### INPUT DATA
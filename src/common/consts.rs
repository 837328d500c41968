//! Static constants.

use crate::num::DigitNumber;
use lazy_static::lazy_static;

lazy_static! {

    /// 1
    pub(crate) static ref ONE: DigitNumber = DigitNumber::from_u64(1);

    /// 2
    pub(crate) static ref TWO: DigitNumber = DigitNumber::from_u64(2);

    /// 3
    pub(crate) static ref THREE: DigitNumber = DigitNumber::from_u64(3);

    /// 5
    pub(crate) static ref FIVE: DigitNumber = DigitNumber::from_u64(5);

    /// 239, the second base point of the Machin formula.
    pub(crate) static ref C239: DigitNumber = DigitNumber::from_u64(239);
}
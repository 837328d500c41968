//! Lazy refinement of enclosures over an expression tree.

use crate::common::consts::ONE;
use crate::common::util::div_int_by_digit;
use crate::defs::Digit;
use crate::defs::Error;
use crate::defs::Exponent;
use crate::defs::RoundingMode;
use crate::interval::Interval;
use crate::node::Op;
use crate::node::Term;
use crate::num::DigitNumber;
use crate::ops;

use std::collections::HashMap;
use std::sync::Arc;

/// Produces a nested chain of enclosures for an expression tree, one
/// cursor per distinct node.
///
/// Construction walks the tree once and deduplicates nodes by identity, so
/// a subtree shared inside one expression is refined by a single cursor.
/// Distinct iterators over the same tree never share state.
///
/// Every interval the iterator has emitted contains the true value of the
/// expression, and each emitted interval is contained in the previous one.
/// A refinement error (for example a divisor interval that still contains
/// zero at the precision cap) latches: all further calls return the same
/// error.
#[derive(Debug)]
pub struct PrecisionIterator {
    nodes: Vec<IterNode>,
    root: usize,
    max_precision: usize,
    failed: Option<Error>,
}

#[derive(Debug)]
struct IterNode {
    kind: IterKind,
    precision: usize,
    interval: Interval,
}

#[derive(Debug)]
enum IterKind {
    Leaf(Arc<Term>),
    Operation {
        op: Op,
        lhs: usize,
        rhs: Option<usize>,
    },
}
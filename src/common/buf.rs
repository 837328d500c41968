//! Buffer for holding the digits of a number.

use crate::defs::Digit;
use core::ops::Deref;
use core::ops::DerefMut;

use smallvec::SmallVec;

/// Buffer for holding the digits of a number, most significant digit first.
#[derive(Clone, Debug, Hash, PartialEq, Eq)]
pub struct DigitBuf {
    inner: SmallVec<[Digit; 16]>,
}

impl DigitBuf {
    /// New empty buffer.
    #[inline]
    pub fn new() -> Self {
        DigitBuf {
            inner: SmallVec::new(),
        }
    }

    /// New buffer holding a copy of `digits`.
    #[inline]
    pub fn from_slice(digits: &[Digit]) -> Self {
        DigitBuf {
            inner: SmallVec::from_slice(digits),
        }
    }

    /// New buffer taking ownership of `digits`.
    #[inline]
    pub fn from_vec(digits: Vec<Digit>) -> Self {
        DigitBuf {
            inner: SmallVec::from_vec(digits),
        }
    }

    #[inline]
    pub fn len(&self) -> usize {
        self.inner.len()
    }

    #[inline]
    pub fn is_empty(&self) -> bool {
        self.inner.is_empty()
    }

    #[inline]
    pub fn push(&mut self, d: Digit) {
        self.inner.push(d);
    }

    /// Prepends a most significant digit.
    #[inline]
    pub fn push_front(&mut self, d: Digit) {
        self.inner.insert(0, d);
    }

    /// Keep only the `n` most significant digits.
    pub fn trunc_to(&mut self, n: usize) {
        self.inner.truncate(n);
    }

    /// Remove leading digits containing zeroes, returning how many were
    /// removed.
    pub fn trunc_leading_zeroes(&mut self) -> usize {
        let n = self.inner.iter().take_while(|&&d| d == 0).count();
        if n > 0 {
            self.inner.drain(..n);
        }
        n
    }

    /// Remove trailing digits containing zeroes.
    pub fn trunc_trailing_zeroes(&mut self) {
        let n = self.inner.iter().rev().take_while(|&&d| d == 0).count();
        if n > 0 {
            let l = self.inner.len();
            self.inner.truncate(l - n);
        }
    }
}

impl Default for DigitBuf {
    fn default() -> Self {
        DigitBuf::new()
    }
}

impl Deref for DigitBuf {
    type Target = [Digit];

    #[inline]
    fn deref(&self) -> &[Digit] {
        &self.inner
    }
}

impl DerefMut for DigitBuf {
    #[inline]
    fn deref_mut(&mut self) -> &mut [Digit] {
        &mut self.inner
    }
}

### WHAT YOU NEED TO DO
Write out exactly the lines that fall from the line with "New empty buffer." to the line with "let l = self.inner.len();" in the records above, keeping both ends.

### FINAL ANSWER
    /// New empty buffer.
    #[inline]
    pub fn new() -> Self {
        DigitBuf {
            inner: SmallVec::new(),
        }
    }

    /// New buffer holding a copy of `digits`.
    #[inline]
    pub fn from_slice(digits: &[Digit]) -> Self {
        DigitBuf {
            inner: SmallVec::from_slice(digits),
        }
    }

    /// New buffer taking ownership of `digits`.
    #[inline]
    pub fn from_vec(digits: Vec<Digit>) -> Self {
        DigitBuf {
            inner: SmallVec::from_vec(digits),
        }
    }

    #[inline]
    pub fn len(&self) -> usize {
        self.inner.len()
    }

    #[inline]
    pub fn is_empty(&self) -> bool {
        self.inner.is_empty()
    }

    #[inline]
    pub fn push(&mut self, d: Digit) {
        self.inner.push(d);
    }

    /// Prepends a most significant digit.
    #[inline]
    pub fn push_front(&mut self, d: Digit) {
        self.inner.insert(0, d);
    }

    /// Keep only the `n` most significant digits.
    pub fn trunc_to(&mut self, n: usize) {
        self.inner.truncate(n);
    }

    /// Remove leading digits containing zeroes, returning how many were
    /// removed.
    pub fn trunc_leading_zeroes(&mut self) -> usize {
        let n = self.inner.iter().take_while(|&&d| d == 0).count();
        if n > 0 {
            self.inner.drain(..n);
        }
        n
    }

    /// Remove trailing digits containing zeroes.
    pub fn trunc_trailing_zeroes(&mut self) {
        let n = self.inner.iter().rev().take_while(|&&d| d == 0).count();
        if n > 0 {
            let l = self.inner.len();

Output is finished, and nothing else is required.